---------- Information shown ----------
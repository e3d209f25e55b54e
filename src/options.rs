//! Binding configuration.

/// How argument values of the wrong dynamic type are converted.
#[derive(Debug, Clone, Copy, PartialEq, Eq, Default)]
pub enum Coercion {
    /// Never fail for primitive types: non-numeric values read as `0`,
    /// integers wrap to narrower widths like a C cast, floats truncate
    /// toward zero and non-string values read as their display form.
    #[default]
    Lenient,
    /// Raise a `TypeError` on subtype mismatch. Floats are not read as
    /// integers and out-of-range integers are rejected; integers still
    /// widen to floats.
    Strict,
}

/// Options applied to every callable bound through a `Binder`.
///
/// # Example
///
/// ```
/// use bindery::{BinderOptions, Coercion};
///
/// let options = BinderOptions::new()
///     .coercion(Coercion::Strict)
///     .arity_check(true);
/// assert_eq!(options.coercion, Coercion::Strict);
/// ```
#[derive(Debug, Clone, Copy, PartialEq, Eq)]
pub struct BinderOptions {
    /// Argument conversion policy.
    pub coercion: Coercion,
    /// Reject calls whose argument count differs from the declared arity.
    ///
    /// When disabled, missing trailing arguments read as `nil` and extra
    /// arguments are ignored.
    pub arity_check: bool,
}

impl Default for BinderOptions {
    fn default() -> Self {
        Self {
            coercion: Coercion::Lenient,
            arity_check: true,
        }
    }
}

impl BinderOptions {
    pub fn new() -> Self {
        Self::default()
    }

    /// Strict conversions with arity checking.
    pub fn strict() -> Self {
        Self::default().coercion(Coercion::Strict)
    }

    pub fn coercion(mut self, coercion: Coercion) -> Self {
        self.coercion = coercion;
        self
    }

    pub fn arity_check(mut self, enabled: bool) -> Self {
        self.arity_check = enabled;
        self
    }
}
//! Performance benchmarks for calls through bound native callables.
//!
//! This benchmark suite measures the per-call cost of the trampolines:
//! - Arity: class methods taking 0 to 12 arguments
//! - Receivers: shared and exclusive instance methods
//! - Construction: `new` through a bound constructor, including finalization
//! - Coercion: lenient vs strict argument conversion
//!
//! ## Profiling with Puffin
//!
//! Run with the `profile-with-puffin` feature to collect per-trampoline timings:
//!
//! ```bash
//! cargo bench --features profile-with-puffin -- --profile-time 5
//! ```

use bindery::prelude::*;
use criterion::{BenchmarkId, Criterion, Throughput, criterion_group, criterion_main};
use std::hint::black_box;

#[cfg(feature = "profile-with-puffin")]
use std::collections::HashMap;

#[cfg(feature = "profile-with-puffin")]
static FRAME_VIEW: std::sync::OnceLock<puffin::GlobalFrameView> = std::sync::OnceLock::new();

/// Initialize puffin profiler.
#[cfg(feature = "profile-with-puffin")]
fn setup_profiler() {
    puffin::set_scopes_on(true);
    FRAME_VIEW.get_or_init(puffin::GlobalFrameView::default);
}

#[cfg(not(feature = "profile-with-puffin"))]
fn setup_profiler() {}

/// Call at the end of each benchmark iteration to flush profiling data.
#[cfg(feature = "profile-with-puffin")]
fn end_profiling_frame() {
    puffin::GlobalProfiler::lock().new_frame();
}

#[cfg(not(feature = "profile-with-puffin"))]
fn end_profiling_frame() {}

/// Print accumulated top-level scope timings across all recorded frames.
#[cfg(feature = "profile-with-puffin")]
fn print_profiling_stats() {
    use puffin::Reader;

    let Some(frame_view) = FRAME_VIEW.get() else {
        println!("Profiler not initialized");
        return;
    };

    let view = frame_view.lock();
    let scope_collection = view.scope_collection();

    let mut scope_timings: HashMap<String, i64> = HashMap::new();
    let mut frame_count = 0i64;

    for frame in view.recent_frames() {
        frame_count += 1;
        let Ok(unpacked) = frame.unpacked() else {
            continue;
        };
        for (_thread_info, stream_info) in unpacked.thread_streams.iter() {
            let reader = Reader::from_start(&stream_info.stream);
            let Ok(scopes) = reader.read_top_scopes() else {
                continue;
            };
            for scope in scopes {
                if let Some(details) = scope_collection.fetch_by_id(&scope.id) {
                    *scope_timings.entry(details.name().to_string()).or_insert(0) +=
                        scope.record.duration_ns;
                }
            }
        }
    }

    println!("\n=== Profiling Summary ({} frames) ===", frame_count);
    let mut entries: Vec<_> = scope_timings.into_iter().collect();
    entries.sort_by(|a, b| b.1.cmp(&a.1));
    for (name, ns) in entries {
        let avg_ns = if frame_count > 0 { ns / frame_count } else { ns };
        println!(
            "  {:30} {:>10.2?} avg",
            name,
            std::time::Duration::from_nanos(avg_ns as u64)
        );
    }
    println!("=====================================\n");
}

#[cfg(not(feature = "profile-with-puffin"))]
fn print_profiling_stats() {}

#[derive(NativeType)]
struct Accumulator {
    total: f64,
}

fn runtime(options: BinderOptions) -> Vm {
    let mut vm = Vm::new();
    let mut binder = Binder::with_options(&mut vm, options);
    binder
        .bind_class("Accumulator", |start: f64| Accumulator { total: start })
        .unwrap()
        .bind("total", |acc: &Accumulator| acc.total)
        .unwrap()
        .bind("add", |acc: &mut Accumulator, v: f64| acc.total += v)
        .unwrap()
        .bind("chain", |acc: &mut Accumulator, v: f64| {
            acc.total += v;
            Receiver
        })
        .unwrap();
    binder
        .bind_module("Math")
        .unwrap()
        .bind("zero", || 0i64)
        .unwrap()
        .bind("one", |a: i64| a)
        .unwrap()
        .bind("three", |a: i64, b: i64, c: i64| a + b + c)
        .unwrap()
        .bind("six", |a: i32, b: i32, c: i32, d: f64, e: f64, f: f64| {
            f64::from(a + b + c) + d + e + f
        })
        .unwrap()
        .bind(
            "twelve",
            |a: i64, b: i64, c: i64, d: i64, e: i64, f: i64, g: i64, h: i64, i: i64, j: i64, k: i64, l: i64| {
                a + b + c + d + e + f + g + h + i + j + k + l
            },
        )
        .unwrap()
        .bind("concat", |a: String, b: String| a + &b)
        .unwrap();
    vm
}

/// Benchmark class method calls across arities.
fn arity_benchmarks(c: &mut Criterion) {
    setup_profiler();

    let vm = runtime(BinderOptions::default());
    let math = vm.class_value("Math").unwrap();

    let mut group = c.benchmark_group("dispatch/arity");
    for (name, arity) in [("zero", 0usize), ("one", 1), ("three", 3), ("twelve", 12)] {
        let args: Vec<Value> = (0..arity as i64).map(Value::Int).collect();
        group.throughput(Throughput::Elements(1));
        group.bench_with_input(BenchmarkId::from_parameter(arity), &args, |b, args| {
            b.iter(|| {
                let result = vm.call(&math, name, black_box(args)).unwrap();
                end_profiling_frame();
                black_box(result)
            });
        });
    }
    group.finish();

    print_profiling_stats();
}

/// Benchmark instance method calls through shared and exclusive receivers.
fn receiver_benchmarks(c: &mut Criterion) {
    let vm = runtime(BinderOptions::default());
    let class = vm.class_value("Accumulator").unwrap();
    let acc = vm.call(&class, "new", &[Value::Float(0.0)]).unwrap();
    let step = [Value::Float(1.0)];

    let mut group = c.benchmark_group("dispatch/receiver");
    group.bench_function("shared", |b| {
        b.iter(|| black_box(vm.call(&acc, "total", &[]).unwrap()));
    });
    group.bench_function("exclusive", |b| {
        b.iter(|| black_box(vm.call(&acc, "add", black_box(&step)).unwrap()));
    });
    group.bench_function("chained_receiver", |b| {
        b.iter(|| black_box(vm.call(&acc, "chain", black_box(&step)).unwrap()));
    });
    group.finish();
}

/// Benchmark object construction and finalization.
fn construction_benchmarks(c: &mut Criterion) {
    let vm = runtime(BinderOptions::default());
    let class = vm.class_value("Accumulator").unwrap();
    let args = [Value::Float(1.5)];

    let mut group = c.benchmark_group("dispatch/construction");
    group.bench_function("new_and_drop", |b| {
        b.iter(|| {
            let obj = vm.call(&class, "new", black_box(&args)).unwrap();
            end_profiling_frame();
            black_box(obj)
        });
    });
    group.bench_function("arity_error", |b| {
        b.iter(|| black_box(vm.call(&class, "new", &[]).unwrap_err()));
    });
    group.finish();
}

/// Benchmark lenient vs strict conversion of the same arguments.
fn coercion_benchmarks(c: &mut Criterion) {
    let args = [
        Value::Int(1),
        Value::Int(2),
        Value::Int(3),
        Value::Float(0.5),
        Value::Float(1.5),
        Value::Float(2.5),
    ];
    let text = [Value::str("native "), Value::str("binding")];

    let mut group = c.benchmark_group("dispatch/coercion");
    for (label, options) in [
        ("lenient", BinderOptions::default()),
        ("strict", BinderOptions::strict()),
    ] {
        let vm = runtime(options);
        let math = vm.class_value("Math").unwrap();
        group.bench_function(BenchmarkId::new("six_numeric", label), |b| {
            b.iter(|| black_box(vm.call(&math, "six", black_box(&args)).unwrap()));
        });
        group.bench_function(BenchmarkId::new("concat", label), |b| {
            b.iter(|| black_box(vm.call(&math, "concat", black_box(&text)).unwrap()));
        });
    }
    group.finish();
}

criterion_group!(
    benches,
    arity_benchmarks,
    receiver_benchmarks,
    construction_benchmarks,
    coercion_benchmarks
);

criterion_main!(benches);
----------
---------- Information shown ----------
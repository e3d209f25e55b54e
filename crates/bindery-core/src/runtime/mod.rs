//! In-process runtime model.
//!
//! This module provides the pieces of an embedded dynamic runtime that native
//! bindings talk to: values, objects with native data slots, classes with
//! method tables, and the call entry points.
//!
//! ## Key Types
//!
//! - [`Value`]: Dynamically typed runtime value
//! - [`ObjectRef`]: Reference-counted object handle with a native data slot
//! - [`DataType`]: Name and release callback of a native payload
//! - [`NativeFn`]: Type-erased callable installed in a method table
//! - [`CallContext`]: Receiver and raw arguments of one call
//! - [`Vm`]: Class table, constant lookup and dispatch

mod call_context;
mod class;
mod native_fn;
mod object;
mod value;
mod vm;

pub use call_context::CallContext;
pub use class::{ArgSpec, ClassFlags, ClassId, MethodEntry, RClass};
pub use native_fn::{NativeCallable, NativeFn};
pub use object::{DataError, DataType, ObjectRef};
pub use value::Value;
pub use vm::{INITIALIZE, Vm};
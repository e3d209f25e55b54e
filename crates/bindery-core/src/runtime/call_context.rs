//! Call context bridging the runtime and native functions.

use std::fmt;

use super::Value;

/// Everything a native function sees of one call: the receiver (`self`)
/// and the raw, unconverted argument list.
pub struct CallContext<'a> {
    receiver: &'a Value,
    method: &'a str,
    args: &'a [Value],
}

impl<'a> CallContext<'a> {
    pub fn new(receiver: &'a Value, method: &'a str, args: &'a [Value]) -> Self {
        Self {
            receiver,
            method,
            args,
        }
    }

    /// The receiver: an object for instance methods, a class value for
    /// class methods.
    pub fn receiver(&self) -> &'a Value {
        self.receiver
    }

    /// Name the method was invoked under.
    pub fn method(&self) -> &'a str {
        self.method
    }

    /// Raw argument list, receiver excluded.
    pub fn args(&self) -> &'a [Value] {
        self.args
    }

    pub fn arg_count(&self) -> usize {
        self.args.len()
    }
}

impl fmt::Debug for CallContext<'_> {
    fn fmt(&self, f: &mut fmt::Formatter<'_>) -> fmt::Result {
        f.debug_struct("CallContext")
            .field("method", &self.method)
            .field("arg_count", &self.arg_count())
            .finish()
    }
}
----------
---------- Information shown ----------
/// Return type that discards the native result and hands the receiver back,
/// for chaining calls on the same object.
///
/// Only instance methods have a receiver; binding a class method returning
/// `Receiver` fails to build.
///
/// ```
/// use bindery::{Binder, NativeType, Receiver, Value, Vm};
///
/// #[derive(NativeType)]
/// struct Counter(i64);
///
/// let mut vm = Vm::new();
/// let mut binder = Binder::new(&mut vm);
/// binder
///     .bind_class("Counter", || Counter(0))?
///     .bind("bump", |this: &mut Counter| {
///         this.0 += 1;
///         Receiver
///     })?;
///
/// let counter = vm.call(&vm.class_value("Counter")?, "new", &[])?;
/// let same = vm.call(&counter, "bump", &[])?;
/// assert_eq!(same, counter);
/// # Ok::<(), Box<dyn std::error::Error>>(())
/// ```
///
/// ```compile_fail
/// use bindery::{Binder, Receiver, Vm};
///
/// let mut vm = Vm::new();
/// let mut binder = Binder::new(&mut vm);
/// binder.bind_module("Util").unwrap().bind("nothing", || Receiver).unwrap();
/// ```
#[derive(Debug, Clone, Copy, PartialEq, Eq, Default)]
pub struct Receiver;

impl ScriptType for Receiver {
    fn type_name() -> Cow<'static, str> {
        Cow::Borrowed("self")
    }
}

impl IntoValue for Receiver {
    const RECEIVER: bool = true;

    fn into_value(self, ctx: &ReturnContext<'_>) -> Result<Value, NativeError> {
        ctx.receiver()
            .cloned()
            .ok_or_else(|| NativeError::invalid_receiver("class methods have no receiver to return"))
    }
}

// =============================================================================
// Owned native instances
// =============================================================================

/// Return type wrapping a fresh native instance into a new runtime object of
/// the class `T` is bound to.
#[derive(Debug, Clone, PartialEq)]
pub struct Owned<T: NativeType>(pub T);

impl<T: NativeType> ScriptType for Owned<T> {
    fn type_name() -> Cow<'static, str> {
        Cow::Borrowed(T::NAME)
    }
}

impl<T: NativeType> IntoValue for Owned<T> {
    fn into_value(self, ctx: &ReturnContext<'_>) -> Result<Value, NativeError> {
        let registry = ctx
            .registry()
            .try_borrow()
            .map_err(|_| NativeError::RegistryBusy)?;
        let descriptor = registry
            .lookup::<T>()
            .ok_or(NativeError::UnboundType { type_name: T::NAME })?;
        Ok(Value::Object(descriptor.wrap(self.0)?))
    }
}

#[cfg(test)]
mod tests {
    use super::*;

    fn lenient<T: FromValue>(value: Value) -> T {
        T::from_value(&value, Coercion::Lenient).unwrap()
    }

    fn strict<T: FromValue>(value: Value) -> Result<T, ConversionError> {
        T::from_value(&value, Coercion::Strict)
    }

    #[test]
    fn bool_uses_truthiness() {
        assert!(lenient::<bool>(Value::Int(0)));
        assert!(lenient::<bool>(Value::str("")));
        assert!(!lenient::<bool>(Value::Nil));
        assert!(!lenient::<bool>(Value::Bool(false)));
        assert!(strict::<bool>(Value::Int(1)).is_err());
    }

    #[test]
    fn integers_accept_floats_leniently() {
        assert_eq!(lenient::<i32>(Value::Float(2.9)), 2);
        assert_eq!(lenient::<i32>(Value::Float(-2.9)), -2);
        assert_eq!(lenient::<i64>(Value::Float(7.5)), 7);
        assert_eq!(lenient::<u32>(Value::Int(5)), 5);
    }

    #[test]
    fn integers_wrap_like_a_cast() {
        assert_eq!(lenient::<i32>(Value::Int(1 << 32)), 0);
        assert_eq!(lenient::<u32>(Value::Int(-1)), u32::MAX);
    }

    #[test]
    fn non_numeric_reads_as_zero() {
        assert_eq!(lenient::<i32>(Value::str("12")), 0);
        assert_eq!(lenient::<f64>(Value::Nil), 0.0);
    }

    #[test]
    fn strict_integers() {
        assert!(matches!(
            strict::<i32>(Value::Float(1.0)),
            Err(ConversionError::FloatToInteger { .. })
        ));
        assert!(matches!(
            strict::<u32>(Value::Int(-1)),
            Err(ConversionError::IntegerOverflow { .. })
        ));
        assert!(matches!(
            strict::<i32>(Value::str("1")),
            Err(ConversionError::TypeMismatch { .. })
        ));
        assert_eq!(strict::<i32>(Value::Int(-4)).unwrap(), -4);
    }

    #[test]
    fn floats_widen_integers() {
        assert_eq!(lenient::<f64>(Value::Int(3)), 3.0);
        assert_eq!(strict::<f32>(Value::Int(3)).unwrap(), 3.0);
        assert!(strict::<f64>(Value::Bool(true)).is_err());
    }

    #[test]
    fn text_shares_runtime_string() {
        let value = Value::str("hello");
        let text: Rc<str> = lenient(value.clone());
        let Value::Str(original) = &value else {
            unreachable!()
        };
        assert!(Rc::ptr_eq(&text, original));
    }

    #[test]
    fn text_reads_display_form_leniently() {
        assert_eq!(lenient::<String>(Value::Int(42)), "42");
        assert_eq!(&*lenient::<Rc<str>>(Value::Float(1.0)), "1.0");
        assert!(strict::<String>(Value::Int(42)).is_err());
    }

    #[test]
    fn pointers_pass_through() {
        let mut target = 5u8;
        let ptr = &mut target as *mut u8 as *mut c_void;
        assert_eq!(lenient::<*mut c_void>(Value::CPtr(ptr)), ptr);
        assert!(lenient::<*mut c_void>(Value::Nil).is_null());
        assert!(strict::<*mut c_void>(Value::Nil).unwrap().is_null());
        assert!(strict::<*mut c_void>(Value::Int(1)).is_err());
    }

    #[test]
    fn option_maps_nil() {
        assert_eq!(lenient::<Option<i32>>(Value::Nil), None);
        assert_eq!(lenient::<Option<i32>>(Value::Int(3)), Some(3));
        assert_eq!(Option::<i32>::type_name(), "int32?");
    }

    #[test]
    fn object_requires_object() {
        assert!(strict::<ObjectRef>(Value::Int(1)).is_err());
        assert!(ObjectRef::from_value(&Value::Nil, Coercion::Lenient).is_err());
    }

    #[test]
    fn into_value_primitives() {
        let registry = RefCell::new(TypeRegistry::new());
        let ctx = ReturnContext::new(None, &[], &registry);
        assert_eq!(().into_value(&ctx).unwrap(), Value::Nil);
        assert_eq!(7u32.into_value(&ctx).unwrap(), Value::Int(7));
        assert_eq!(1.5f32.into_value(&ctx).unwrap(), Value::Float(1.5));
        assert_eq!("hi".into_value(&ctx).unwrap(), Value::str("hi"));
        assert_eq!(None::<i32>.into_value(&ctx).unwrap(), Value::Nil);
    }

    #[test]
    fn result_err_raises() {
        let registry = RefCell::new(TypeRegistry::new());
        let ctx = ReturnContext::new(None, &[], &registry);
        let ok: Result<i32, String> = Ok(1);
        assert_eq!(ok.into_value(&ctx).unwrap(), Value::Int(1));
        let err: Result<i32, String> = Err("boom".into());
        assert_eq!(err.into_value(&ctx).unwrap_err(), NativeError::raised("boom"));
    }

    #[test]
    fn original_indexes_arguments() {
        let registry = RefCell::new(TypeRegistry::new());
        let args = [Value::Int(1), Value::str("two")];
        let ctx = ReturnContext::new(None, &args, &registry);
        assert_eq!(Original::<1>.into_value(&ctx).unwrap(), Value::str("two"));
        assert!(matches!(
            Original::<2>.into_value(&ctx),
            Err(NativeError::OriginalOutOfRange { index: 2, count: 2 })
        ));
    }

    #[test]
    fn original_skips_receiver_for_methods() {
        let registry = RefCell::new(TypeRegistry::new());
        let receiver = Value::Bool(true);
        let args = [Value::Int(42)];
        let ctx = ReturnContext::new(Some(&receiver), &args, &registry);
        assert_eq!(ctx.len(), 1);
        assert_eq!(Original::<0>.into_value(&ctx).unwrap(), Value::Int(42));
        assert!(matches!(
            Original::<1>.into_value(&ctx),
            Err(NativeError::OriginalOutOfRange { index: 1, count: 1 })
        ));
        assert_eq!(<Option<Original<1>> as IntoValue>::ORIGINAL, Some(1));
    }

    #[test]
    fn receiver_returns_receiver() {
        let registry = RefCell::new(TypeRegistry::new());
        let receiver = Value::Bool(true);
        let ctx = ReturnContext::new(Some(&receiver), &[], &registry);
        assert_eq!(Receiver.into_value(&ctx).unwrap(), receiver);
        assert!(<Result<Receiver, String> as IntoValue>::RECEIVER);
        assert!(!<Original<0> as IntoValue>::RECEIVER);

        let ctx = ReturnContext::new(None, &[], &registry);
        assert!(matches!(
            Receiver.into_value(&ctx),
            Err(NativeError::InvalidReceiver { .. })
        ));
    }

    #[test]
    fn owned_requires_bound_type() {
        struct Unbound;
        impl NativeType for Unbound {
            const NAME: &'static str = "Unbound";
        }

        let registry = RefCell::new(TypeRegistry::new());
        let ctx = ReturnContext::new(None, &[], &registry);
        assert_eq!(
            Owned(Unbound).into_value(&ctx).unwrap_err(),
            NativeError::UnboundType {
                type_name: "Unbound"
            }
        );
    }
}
----------
• **Directions for this task**:
Using the entries shown above, reproduce verbatim the lines from the line bearing "pub use call_context::CallContext;" to the line bearing "pub struct CallContext<'a>", inclusive.

• **Answer area**:
pub use call_context::CallContext;
pub use class::{ArgSpec, ClassFlags, ClassId, MethodEntry, RClass};
pub use native_fn::{NativeCallable, NativeFn};
pub use object::{DataError, DataType, ObjectRef};
pub use value::Value;
pub use vm::{INITIALIZE, Vm};
repository e3d209f25e55b54e
filename crates/bindery-core/src/runtime/call_context.rs
//! Call context bridging the runtime and native functions.

use std::fmt;

use super::Value;

/// Everything a native function sees of one call: the receiver (`self`)
/// and the raw, unconverted argument list.
pub struct CallContext<'a> {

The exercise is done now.